ABOUT THIS TASK →
What lines in this listing contain the string "RngStreams"? Report each one by copying it.

DATA SUPPLIED →
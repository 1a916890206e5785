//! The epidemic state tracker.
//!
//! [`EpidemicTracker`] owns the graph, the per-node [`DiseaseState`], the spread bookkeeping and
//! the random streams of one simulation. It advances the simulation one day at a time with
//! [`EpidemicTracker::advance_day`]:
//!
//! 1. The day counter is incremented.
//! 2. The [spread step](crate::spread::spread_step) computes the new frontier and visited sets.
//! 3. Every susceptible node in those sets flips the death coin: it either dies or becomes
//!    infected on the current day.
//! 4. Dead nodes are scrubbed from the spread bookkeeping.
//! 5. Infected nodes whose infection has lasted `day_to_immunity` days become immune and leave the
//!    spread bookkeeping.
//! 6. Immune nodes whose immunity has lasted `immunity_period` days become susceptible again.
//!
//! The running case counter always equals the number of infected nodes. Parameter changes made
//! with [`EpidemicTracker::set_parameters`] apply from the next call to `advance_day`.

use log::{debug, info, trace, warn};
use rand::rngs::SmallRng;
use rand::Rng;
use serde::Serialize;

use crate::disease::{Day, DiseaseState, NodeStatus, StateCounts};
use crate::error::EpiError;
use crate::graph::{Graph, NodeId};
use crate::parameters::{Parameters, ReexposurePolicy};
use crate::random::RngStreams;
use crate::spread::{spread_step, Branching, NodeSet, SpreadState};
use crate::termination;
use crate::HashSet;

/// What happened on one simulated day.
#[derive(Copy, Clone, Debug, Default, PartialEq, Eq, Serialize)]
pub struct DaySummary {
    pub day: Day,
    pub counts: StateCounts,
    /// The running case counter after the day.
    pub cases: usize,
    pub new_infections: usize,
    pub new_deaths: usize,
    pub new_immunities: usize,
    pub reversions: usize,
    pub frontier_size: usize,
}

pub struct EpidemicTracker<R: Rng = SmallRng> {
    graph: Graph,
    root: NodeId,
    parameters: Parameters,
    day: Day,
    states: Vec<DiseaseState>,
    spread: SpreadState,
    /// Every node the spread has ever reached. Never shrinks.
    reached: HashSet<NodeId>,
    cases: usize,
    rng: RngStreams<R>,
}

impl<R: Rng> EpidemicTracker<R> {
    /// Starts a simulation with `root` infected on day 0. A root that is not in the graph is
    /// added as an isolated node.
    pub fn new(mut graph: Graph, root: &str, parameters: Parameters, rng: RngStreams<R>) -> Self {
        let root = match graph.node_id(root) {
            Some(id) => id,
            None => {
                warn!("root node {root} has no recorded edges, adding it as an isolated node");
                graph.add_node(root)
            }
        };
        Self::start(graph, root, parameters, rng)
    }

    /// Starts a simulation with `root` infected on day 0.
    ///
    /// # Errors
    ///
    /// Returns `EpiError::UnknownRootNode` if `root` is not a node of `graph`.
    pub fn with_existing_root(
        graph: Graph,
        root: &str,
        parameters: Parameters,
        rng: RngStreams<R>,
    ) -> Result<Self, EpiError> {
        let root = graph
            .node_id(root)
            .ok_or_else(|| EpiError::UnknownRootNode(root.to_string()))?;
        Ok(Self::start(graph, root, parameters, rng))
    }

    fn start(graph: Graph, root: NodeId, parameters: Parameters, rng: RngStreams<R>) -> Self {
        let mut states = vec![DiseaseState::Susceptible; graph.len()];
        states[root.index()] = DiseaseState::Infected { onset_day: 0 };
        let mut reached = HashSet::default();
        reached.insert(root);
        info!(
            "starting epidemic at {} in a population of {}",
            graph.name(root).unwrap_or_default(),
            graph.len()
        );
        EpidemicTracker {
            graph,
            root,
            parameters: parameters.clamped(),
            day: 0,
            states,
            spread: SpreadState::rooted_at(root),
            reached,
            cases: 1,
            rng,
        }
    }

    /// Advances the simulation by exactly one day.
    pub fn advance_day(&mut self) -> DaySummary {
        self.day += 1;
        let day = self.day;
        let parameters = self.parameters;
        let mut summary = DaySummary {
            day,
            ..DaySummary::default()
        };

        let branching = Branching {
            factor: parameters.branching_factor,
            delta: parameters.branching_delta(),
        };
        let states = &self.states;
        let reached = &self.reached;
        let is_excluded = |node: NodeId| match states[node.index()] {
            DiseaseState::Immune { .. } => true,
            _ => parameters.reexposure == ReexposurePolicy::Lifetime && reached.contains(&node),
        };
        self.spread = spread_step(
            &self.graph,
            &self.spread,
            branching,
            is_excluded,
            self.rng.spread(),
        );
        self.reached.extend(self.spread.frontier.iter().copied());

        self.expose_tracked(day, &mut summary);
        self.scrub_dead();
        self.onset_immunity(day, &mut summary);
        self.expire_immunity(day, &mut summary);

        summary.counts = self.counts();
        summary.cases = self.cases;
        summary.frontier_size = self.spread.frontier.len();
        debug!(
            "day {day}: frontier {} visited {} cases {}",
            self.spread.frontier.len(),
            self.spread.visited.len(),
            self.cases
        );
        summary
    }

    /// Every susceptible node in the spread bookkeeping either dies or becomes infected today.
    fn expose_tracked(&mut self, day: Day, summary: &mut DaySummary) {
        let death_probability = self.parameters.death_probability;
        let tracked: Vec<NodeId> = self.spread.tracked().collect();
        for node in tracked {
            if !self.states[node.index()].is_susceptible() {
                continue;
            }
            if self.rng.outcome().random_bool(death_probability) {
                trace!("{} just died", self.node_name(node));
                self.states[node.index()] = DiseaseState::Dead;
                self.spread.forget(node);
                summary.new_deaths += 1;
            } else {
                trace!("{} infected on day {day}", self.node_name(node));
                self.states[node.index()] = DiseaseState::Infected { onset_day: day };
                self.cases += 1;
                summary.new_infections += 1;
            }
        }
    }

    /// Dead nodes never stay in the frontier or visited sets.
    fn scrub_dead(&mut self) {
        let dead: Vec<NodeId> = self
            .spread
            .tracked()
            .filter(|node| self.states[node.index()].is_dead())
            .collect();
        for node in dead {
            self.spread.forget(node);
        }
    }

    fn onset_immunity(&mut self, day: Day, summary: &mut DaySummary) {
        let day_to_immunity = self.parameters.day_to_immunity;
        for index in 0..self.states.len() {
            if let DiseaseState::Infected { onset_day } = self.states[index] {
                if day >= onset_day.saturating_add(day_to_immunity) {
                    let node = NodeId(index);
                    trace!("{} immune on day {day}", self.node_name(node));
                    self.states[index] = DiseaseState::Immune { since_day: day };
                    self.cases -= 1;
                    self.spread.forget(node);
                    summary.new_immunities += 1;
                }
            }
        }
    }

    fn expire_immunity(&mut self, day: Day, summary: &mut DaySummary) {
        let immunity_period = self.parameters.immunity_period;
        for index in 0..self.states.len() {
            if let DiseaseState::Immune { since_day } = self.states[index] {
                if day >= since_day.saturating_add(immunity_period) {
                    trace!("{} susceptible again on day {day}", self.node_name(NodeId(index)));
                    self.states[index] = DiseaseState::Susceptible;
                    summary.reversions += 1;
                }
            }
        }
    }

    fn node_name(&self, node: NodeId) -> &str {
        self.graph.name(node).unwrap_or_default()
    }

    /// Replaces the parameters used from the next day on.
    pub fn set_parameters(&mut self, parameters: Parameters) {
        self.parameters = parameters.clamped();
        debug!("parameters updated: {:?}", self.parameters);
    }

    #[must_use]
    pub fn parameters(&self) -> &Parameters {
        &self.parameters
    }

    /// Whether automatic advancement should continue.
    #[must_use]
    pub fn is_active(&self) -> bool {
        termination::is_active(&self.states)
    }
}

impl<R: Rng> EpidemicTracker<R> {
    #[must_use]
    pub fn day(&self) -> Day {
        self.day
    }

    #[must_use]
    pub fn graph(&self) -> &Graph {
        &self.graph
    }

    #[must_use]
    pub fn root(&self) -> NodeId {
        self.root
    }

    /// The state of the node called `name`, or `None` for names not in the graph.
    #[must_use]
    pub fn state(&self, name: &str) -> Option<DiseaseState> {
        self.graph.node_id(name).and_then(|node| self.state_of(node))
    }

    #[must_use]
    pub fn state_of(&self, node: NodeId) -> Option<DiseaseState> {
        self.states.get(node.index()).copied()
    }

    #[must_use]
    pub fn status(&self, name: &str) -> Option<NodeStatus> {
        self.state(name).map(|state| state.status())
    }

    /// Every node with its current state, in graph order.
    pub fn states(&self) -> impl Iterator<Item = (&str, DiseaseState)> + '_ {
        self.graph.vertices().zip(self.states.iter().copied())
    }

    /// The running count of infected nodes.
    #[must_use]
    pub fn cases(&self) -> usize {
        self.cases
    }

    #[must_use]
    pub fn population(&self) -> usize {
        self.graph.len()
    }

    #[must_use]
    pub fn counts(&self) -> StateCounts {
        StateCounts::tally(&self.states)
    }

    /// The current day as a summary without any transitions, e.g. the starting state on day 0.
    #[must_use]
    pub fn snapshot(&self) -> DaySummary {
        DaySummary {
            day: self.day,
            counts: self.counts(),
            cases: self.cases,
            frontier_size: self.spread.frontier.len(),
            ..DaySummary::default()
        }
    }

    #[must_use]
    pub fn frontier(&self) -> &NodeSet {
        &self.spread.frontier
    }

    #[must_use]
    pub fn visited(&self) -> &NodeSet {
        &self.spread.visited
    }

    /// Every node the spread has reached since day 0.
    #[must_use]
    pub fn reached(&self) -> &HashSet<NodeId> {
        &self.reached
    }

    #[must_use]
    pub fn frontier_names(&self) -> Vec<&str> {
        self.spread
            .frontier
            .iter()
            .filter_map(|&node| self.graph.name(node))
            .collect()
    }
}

TASK RESULT →
use crate::random::RngStreams;
    rng: RngStreams<R>,
    pub fn new(mut graph: Graph, root: &str, parameters: Parameters, rng: RngStreams<R>) -> Self {
        rng: RngStreams<R>,
    fn start(graph: Graph, root: NodeId, parameters: Parameters, rng: RngStreams<R>) -> Self {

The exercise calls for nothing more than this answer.